5th | ナノ
 君の照れた顔

ほどよい日差しのぬくもり。
ふかっとしたお気に入りの枕の感触。

ああ、なんだかとても久しぶりに感じる。





「お休みかい?お姫様」

「…お姫様はお城」





その時、軽い足音と共に男の子の声が聞こえた。
私は目と閉じたまま寝言にも似た声でそう答える。

今さっき、お姫様を目的のリンドブルム城に送ってきたばかりじゃないのさ。

アレクサンドリアでのガーネット姫誘拐の任務。
あれから色々ありすぎて、そんなに日は経ってないのにこの場所を酷く懐かしく感じる。

此処はリンドブルム劇場街にあるタンタラスのアジト。
私はこの落ち着く場所でお気に入りのクッションに顔をうずめしばしの安らぎを楽しんでいた。





「まあ、やっぱ真っ先にここに来るよなあ」





そして今しがた聞こえた声の主。
それは同じタンタラスの仲間でありここまで一緒にお姫様を送り届けたジタンだ。

私は寝転がったままゆっくり顔を上げジタンの方を見た。





「そりゃそーよー…皆で留守にしちゃってたわけだし」

「まーな」





ジタンはそう言いながら私の寝ころぶベットに腰を下ろした。

ジタンが来たなら起きるか…。
私も体を起こし、ジタンに向き合うようにクッションを抱えて座り直した。

するとジタンはじっとこっちを見てた。





「なに?」

「いや、結構頼りになるよなあって思って」

「は?」




まじまじと、何の脈絡も無く言われた言葉。
思わず素できょとんとした。

いや、だって意味が分からなくて。





「勿論強いのは知ってたけどさ、こう肩を並べていざ戦ってみるとそれがよくわかったって言うか」

「……ええと、私の話?」

「他に誰の話するんだよ」

「…さあ?」





私がそう首を傾げれば、ジタンはやれやれと頭を振りながらそう言った。





「ナマエの話さ。アシストも的確でさ、かなり動きやすかったぜ?」

「そりゃなによりで」

「ああ、本当。いい女だよなあ、ナマエ」

「わーい。どーもー」

「棒読みだなあ。相変わらずつれないよなー」





そう言いながらジタンはへらりと笑った。

これでもそこそこ長い付き合いだもの。
そりゃあこんな返しにもなりますとも。

いちいち照れてなんていられない。
っていうかまあもう別に照れすら起きないけども。





「ていうかそんな反応されるってわかってて言ってるよね?」

「ん?俺は思ったことを言ってるだけさ」

「…あ、そう」





まったくブレないものである。

でもまあ、確かにこう並んで戦ってみて思う事は色々あった。
いつもはタンタラスの皆も一緒で、それに鍛錬はしてるけど前線で戦うような役目って私の方にはそこまで回ってこないからやっぱり色々と新鮮だった。
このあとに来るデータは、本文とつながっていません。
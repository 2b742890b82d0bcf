//! Error-to-response mapping.
//!
//! Handlers return `ApiResult<T>`; any gateway error becomes the structured
//! `{"error": {...}}` body with its mapped status code. Clients never see a
//! dropped connection for a server-side failure.

use axum::http::StatusCode;
use axum::response::{IntoResponse, Response};
use axum::Json;

use lemonade_core::Error;

pub struct ApiError(pub Error);

pub type ApiResult<T> = std::result::Result<T, ApiError>;

impl From<Error> for ApiError {
    fn from(e: Error) -> Self {
        Self(e)
    }
}

impl IntoResponse for ApiError {
    fn into_response(self) -> Response {
        let status =
            StatusCode::from_u16(self.0.status_code()).unwrap_or(StatusCode::INTERNAL_SERVER_ERROR);
        if status.is_server_error() {
            tracing::error!("request failed: {}", self.0);
        } else {
            tracing::debug!("request rejected: {}", self.0);
        }
        (status, Json(self.0.to_error_json())).into_response()
    }
}

#[cfg(test)]
mod tests {
    use super::*;

    #[test]
    fn test_validation_maps_to_400() {
        let response = ApiError(Error::validation("bad field")).into_response();
        assert_eq!(response.status(), StatusCode::BAD_REQUEST);
    }

    #[test]
    fn test_unsupported_maps_to_422() {
        let response = ApiError(Error::unsupported("Responses", "llamacpp")).into_response();
        assert_eq!(response.status(), StatusCode::UNPROCESSABLE_ENTITY);
    }

    #[test]
    fn test_not_found_maps_to_404() {
        let response = ApiError(Error::model_not_found("nope")).into_response();
        assert_eq!(response.status(), StatusCode::NOT_FOUND);
    }
}
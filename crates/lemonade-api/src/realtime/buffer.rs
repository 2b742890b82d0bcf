//! Streaming PCM buffer.
//!
//! Accumulates base64 PCM16 little-endian mono samples at 16 kHz and frames
//! them into a WAV container for transcription. Short clips are padded with
//! trailing silence, because whisper hallucinates text on sub-second audio.

use base64::Engine;
use hound::{SampleFormat, WavSpec, WavWriter};

use lemonade_core::{Error, Result};

pub const SAMPLE_RATE: u32 = 16_000;

#[derive(Debug, Default)]
pub struct StreamingAudioBuffer {
    samples: Vec<i16>,
}

impl StreamingAudioBuffer {
    pub fn new() -> Self {
        Self::default()
    }

    /// Append a base64 chunk of PCM16-LE samples.
    pub fn append_base64(&mut self, data: &str) -> Result<()> {
        let bytes = base64::engine::general_purpose::STANDARD
            .decode(data)
            .map_err(|e| Error::validation(format!("invalid base64 audio chunk: {e}")))?;
        self.samples.extend(
            bytes
                .chunks_exact(2)
                .map(|pair| i16::from_le_bytes([pair[0], pair[1]])),
        );
        Ok(())
    }

    pub fn is_empty(&self) -> bool {
        self.samples.is_empty()
    }

    pub fn sample_count(&self) -> usize {
        self.samples.len()
    }

    pub fn duration_ms(&self) -> u64 {
        (self.samples.len() as u64 * 1000) / SAMPLE_RATE as u64
    }

    /// The trailing `ms` of audio, normalized to f32 by int16 full scale,
    /// for VAD.
    pub fn recent_samples(&self, ms: u64) -> Vec<f32> {
        let wanted = ((SAMPLE_RATE as u64 * ms) / 1000) as usize;
        let start = self.samples.len().saturating_sub(wanted);
        self.samples[start..]
            .iter()
            .map(|&s| s as f32 / 32768.0)
            .collect()
    }

    pub fn clear(&mut self) {
        self.samples.clear();
    }

    /// Frame the buffer as a 16 kHz mono WAV, padded with silence up to
    /// `min_duration_ms`.
    pub fn to_wav_padded(&self, min_duration_ms: u64) -> Result<Vec<u8>> {
        let spec = WavSpec {
            channels: 1,
            sample_rate: SAMPLE_RATE,
            bits_per_sample: 16,
            sample_format: SampleFormat::Int,
        };
        let min_samples = ((SAMPLE_RATE as u64 * min_duration_ms) / 1000) as usize;
        let padding = min_samples.saturating_sub(self.samples.len());

        let mut cursor = std::io::Cursor::new(Vec::new());
        {
            let mut writer = WavWriter::new(&mut cursor, spec)
                .map_err(|e| Error::internal(format!("wav framing failed: {e}")))?;
            for &sample in &self.samples {
                writer
                    .write_sample(sample)
                    .map_err(|e| Error::internal(format!("wav framing failed: {e}")))?;
            }
            for _ in 0..padding {
                writer
                    .write_sample(0i16)
                    .map_err(|e| Error::internal(format!("wav framing failed: {e}")))?;
            }
            writer
                .finalize()
                .map_err(|e| Error::internal(format!("wav framing failed: {e}")))?;
        }
        Ok(cursor.into_inner())
    }
}

#[cfg(test)]
mod tests {
    use super::*;

    fn encode_samples(samples: &[i16]) -> String {
        let mut bytes = Vec::with_capacity(samples.len() * 2);
        for s in samples {
            bytes.extend_from_slice(&s.to_le_bytes());
        }
        base64::engine::general_purpose::STANDARD.encode(bytes)
    }

    #[test]
    fn test_append_and_duration() {
        let mut buffer = StreamingAudioBuffer::new();
        // 16000 samples = 1 second at 16 kHz.
        buffer.append_base64(&encode_samples(&vec![100; 16_000])).unwrap();
        assert_eq!(buffer.sample_count(), 16_000);
        assert_eq!(buffer.duration_ms(), 1_000);
    }

    #[test]
    fn test_recent_samples_window() {
        let mut buffer = StreamingAudioBuffer::new();
        buffer.append_base64(&encode_samples(&vec![100; 3_200])).unwrap();
        // 100 ms at 16 kHz = 1600 samples.
        assert_eq!(buffer.recent_samples(100).len(), 1_600);
        // Asking for more than is buffered returns everything.
        assert_eq!(buffer.recent_samples(10_000).len(), 3_200);
    }

    #[test]
    fn test_wav_padding_to_minimum_duration() {
        let mut buffer = StreamingAudioBuffer::new();
        buffer.append_base64(&encode_samples(&vec![5; 1_600])).unwrap(); // 100 ms
        let wav = buffer.to_wav_padded(1_250).unwrap();

        // 1.25 s at 16 kHz mono 16-bit = 40000 bytes of payload + header.
        let expected_payload = (SAMPLE_RATE as u64 * 1_250 / 1000) as usize * 2;
        assert!(wav.len() >= expected_payload);
        assert_eq!(&wav[..4], b"RIFF");
        assert_eq!(&wav[8..12], b"WAVE");
    }

    #[test]
    fn test_invalid_base64_is_rejected() {
        let mut buffer = StreamingAudioBuffer::new();
        assert!(buffer.append_base64("not!!base64").is_err());
    }
}
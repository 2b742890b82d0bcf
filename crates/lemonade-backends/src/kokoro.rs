//! Kokoro text-to-speech adapter.
//!
//! Runs the kokoro server and forwards `/v1/audio/speech` requests, relaying
//! the synthesized audio back as raw bytes.

use std::path::PathBuf;
use std::time::Duration;

use async_trait::async_trait;
use serde_json::Value;

use lemonade_client::{ManagedProcess, SpawnOptions};
use lemonade_core::model::{ModelDescriptor, Recipe};
use lemonade_core::{Error, Result, SharedTelemetry};

use crate::backend::{BackendProcess, LoadOptions, SpeechBackend, WrappedBackend};
use crate::install;

const DEFAULT_VERSION: &str = "0.2.4";
const READY_TIMEOUT: Duration = Duration::from_secs(120);
const READY_POLL: Duration = Duration::from_millis(250);
const PORT_HINT: u16 = 8401;

pub struct KokoroBackend {
    process: BackendProcess,
}

impl KokoroBackend {
    pub fn new() -> Self {
        Self {
            process: BackendProcess::new("kokoro"),
        }
    }

    async fn resolve_executable(&self) -> Result<PathBuf> {
        if let Some(path) = install::env_override("LEMONADE_KOKORO_BIN") {
            return Ok(path);
        }
        let version = install::pinned_version("kokoro", DEFAULT_VERSION);
        let url = format!(
            "https://github.com/lemonade-sdk/kokoro-server/releases/download/v{version}/kokoro-{}-x64.zip",
            if cfg!(windows) { "win" } else { "linux" }
        );
        let exe = if cfg!(windows) { "kokoro.exe" } else { "kokoro" };
        install::ensure_archive_installed(self.process.client(), "kokoro", &version, &url, exe)
            .await
    }
}

impl Default for KokoroBackend {
    fn default() -> Self {
        Self::new()
    }
}

#[async_trait]
impl WrappedBackend for KokoroBackend {
    fn name(&self) -> &str {
        "kokoro"
    }

    fn recipe(&self) -> Recipe {
        Recipe::Kokoro
    }

    async fn install(&self) -> Result<()> {
        self.resolve_executable().await.map(|_| ())
    }

    async fn load(&mut self, descriptor: &ModelDescriptor, _options: &LoadOptions) -> Result<()> {
        let exe = self.resolve_executable().await?;
        let model_path = descriptor
            .resolved_path
            .clone()
            .filter(|p| p.exists())
            .ok_or_else(|| {
                Error::validation(format!(
                    "TTS model {} has no files on disk; pull it first",
                    descriptor.name
                ))
            })?;
        let port = self.process.choose_port(PORT_HINT)?;

        let args: Vec<String> = vec![
            "--model".into(),
            model_path.display().to_string(),
            "--host".into(),
            "127.0.0.1".into(),
            "--port".into(),
            port.to_string(),
        ];
        let process = ManagedProcess::spawn(&exe, &args, SpawnOptions::default())?;
        self.process.set_process(process);

        self.process
            .wait_for_ready("/health", READY_TIMEOUT, READY_POLL)
            .await
    }

    async fn unload(&self) {
        self.process.stop().await;
    }

    fn base_url(&self) -> Option<String> {
        Some(self.process.base_url())
    }

    fn telemetry(&self) -> SharedTelemetry {
        self.process.telemetry()
    }

    async fn is_running(&self) -> bool {
        self.process.is_running().await
    }

    fn as_speech(&self) -> Option<&dyn SpeechBackend> {
        Some(self)
    }
}

#[async_trait]
impl SpeechBackend for KokoroBackend {
    async fn speech(&self, request: &Value) -> Result<(Vec<u8>, String)> {
        let bytes = self
            .process
            .forward_bytes_request("/v1/audio/speech", request)
            .await?;
        let content_type = match request.get("response_format").and_then(Value::as_str) {
            Some("mp3") => "audio/mpeg".to_string(),
            _ => "audio/wav".to_string(),
        };
        Ok((bytes, content_type))
    }
}
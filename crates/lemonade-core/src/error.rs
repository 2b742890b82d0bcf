//! Unified error handling for the gateway.
//!
//! Every user-visible failure is mapped onto the OpenAI-style error JSON
//! shape `{"error": {"message", "type", "code"?}}` before it leaves the
//! process. The variants here mirror the failure classes the gateway can
//! actually produce, so handlers never have to invent ad-hoc shapes.

use serde_json::{json, Value};

/// Unified error type for the gateway.
#[derive(Debug, Clone, thiserror::Error)]
pub enum Error {
    /// Configuration-related errors (missing resource files, bad flags).
    #[error("Configuration error: {0}")]
    Config(String),

    /// The requested model is not in the catalog.
    #[error("Model not found: {0}")]
    ModelNotFound(String),

    /// An inference request arrived while no matching backend was loaded.
    #[error("No model loaded{}", fmt_opt(.0))]
    ModelNotLoaded(Option<String>),

    /// The loaded backend does not advertise the requested capability.
    #[error("{operation} is not supported by the '{recipe}' backend")]
    UnsupportedOperation { operation: String, recipe: String },

    /// Request body failed validation.
    #[error("Validation error: {0}")]
    Validation(String),

    /// Network-level failure talking to the hub or a backend.
    #[error("Network error: {0}")]
    Network(String),

    /// The backend answered with a non-success status.
    #[error("Backend error ({status}): {message}")]
    Backend {
        message: String,
        status: u16,
        body: String,
    },

    /// Artifact download failed after retries were exhausted.
    #[error("Download error: {0}")]
    Download(String),

    /// The caller cancelled an in-progress download.
    #[error("Download cancelled")]
    Cancelled,

    /// Child-process management failure (spawn, early exit, kill).
    #[error("Process error: {0}")]
    Process(String),

    /// Serialization/deserialization errors.
    #[error("Serialization error: {0}")]
    Serialization(String),

    /// Filesystem errors.
    #[error("I/O error: {0}")]
    Io(String),

    /// Deadline exceeded.
    #[error("Timeout: {0}")]
    Timeout(String),

    /// Generic internal errors.
    #[error("Internal error: {0}")]
    Internal(String),
}

fn fmt_opt(name: &Option<String>) -> String {
    match name {
        Some(n) => format!(": {n}"),
        None => String::new(),
    }
}

/// Result type alias for convenience.
pub type Result<T> = std::result::Result<T, Error>;

impl Error {
    pub fn config(msg: impl Into<String>) -> Self {
        Self::Config(msg.into())
    }

    pub fn model_not_found(name: impl Into<String>) -> Self {
        Self::ModelNotFound(name.into())
    }

    pub fn model_not_loaded(name: impl Into<String>) -> Self {
        Self::ModelNotLoaded(Some(name.into()))
    }

    pub fn unsupported(operation: impl Into<String>, recipe: impl Into<String>) -> Self {
        Self::UnsupportedOperation {
            operation: operation.into(),
            recipe: recipe.into(),
        }
    }

    pub fn validation(msg: impl Into<String>) -> Self {
        Self::Validation(msg.into())
    }

    pub fn network(msg: impl Into<String>) -> Self {
        Self::Network(msg.into())
    }

    pub fn backend(message: impl Into<String>, status: u16, body: impl Into<String>) -> Self {
        Self::Backend {
            message: message.into(),
            status,
            body: body.into(),
        }
    }

    pub fn download(msg: impl Into<String>) -> Self {
        Self::Download(msg.into())
    }

    pub fn process(msg: impl Into<String>) -> Self {
        Self::Process(msg.into())
    }

    pub fn timeout(msg: impl Into<String>) -> Self {
        Self::Timeout(msg.into())
    }

    pub fn internal(msg: impl Into<String>) -> Self {
        Self::Internal(msg.into())
    }

    /// Wire-level `type` field for the error JSON shape.
    pub fn error_type(&self) -> &'static str {
        match self {
            Error::Config(_) => "configuration_error",
            Error::ModelNotFound(_) => "model_not_found",
            Error::ModelNotLoaded(_) => "model_not_loaded",
            Error::UnsupportedOperation { .. } => "invalid_request_error",
            Error::Validation(_) => "invalid_request_error",
            Error::Network(_) => "network_error",
            Error::Backend { .. } => "backend_error",
            Error::Download(_) => "download_error",
            Error::Cancelled => "cancelled",
            Error::Process(_) => "process_error",
            Error::Serialization(_) => "invalid_request_error",
            Error::Io(_) => "internal_error",
            Error::Timeout(_) => "timeout",
            Error::Internal(_) => "internal_error",
        }
    }

    /// HTTP status the error maps to when it reaches a handler.
    pub fn status_code(&self) -> u16 {
        match self {
            Error::ModelNotFound(_) => 404,
            Error::ModelNotLoaded(_) => 400,
            Error::UnsupportedOperation { .. } => 422,
            Error::Validation(_) | Error::Serialization(_) => 400,
            Error::Backend { status, .. } if *status >= 400 => 502,
            Error::Network(_) => 502,
            Error::Timeout(_) => 504,
            _ => 500,
        }
    }

    /// Render as the OpenAI-style error body.
    pub fn to_error_json(&self) -> Value {
        let mut err = json!({
            "message": self.to_string(),
            "type": self.error_type(),
        });
        if let Error::UnsupportedOperation { operation, .. } = self {
            err["code"] = json!(format!(
                "unsupported_{}",
                operation.to_lowercase().replace(' ', "_")
            ));
        }
        if let Error::Backend { status, body, .. } = self {
            err["code"] = json!(status);
            if let Ok(parsed) = serde_json::from_str::<Value>(body) {
                err["backend_response"] = parsed;
            } else if !body.is_empty() {
                err["backend_response"] = json!(body);
            }
        }
        json!({ "error": err })
    }
}

impl From<std::io::Error> for Error {
    fn from(e: std::io::Error) -> Self {
        Error::Io(e.to_string())
    }
}

impl From<serde_json::Error> for Error {
    fn from(e: serde_json::Error) -> Self {
        Error::Serialization(e.to_string())
    }
}

#[cfg(test)]
mod tests {
    use super::*;

    #[test]
    fn test_error_json_shape() {
        let err = Error::model_not_loaded("Qwen3-0.6B-GGUF");
        let body = err.to_error_json();
        assert_eq!(body["error"]["type"], "model_not_loaded");
        assert!(body["error"]["message"]
            .as_str()
            .unwrap()
            .contains("Qwen3-0.6B-GGUF"));
    }

    #[test]
    fn test_unsupported_operation_maps_to_422() {
        let err = Error::unsupported("Embeddings", "sd-cpp");
        assert_eq!(err.status_code(), 422);
        let body = err.to_error_json();
        assert_eq!(body["error"]["code"], "unsupported_embeddings");
    }

    #[test]
    fn test_backend_error_echoes_body() {
        let err = Error::backend("llama-server request failed", 500, r#"{"oops":true}"#);
        let body = err.to_error_json();
        assert_eq!(body["error"]["backend_response"]["oops"], true);
        assert_eq!(body["error"]["code"], 500);
    }
}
ああ、結構囮になってくれたり庇ってくれてたりするんだな…ってそういうのは見えた気がする。





「ジタンも良い男だね」

「へ?」





だからちょっとお返しにそう言ってみた。
本当、結構何気なく。

あ、おもちゃのネジが外れてる…。
ベットの傍に置いてあった壊れたおもちゃに気が付いてそんな風に手を伸ばしながら。

でも聞こえた声が微妙に引っくり返っていたから、すぐに視線をジタンに戻す。
すると彼の目は驚いたように大きく見開かれていた。





「ジタン?」

「え」

「なにその顔」

「なにって…いやお前…」

「ん?」

「…そりゃこっちの台詞だろーよー…」





ジタンはそう言って俯き右手で頭を抱えた。

なんだか顔を隠してるみたい。
…ん?隠してる?

ふと気が付いたこと。
もしかして、なんて頭に過った。





「ジタン、照れてる?」

「…そりゃ言われ慣れてませんからねえ」






あー、もう。不意打ちは勘弁だろ〜…。
なんて、彼はか細い声で言う。

あれま。
何だか珍しいものを見れた気がする。





「何笑ってるんだよー…」

「ふふっ…いや?珍しいな〜って」

「くっそー…ま、ナマエが笑ってくれたなら良しとしますか」





少し顔が赤い。
なんだかバツが悪そうな。

だけどやっぱりジタンはジタン。
最後はそう言ってのけるのでした。